(DATASET EXCERPTS)
use std::io;

pub mod file_drive;
pub mod memory_drive;

/// Sector-addressed storage underneath the block layer.
pub trait DeviceDriver {
    fn get_sector_count(&self) -> u64;
    fn get_sector_size(&self) -> usize;
    fn read_sector(&self, index: u64) -> io::Result<Vec<u8>>;
    fn write_sector(&mut self, index: u64, data: &[u8]) -> io::Result<()>;
    fn sync(&mut self) -> io::Result<()>;

    fn get_size(&self) -> u64 {
        self.get_sector_count() * self.get_sector_size() as u64
    }
}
(End DATASET EXCERPTS)
__TASK PROMPT__.
Retype the records in full. Keep every line identical to the original.

__SOLVED EXERCISE__.
use std::io;

pub mod file_drive;
pub mod memory_drive;

/// Sector-addressed storage underneath the block layer.
pub trait DeviceDriver {
    fn get_sector_count(&self) -> u64;
    fn get_sector_size(&self) -> usize;
    fn read_sector(&self, index: u64) -> io::Result<Vec<u8>>;
    fn write_sector(&mut self, index: u64, data: &[u8]) -> io::Result<()>;
    fn sync(&mut self) -> io::Result<()>;

    fn get_size(&self) -> u64 {
        self.get_sector_count() * self.get_sector_size() as u64
    }
}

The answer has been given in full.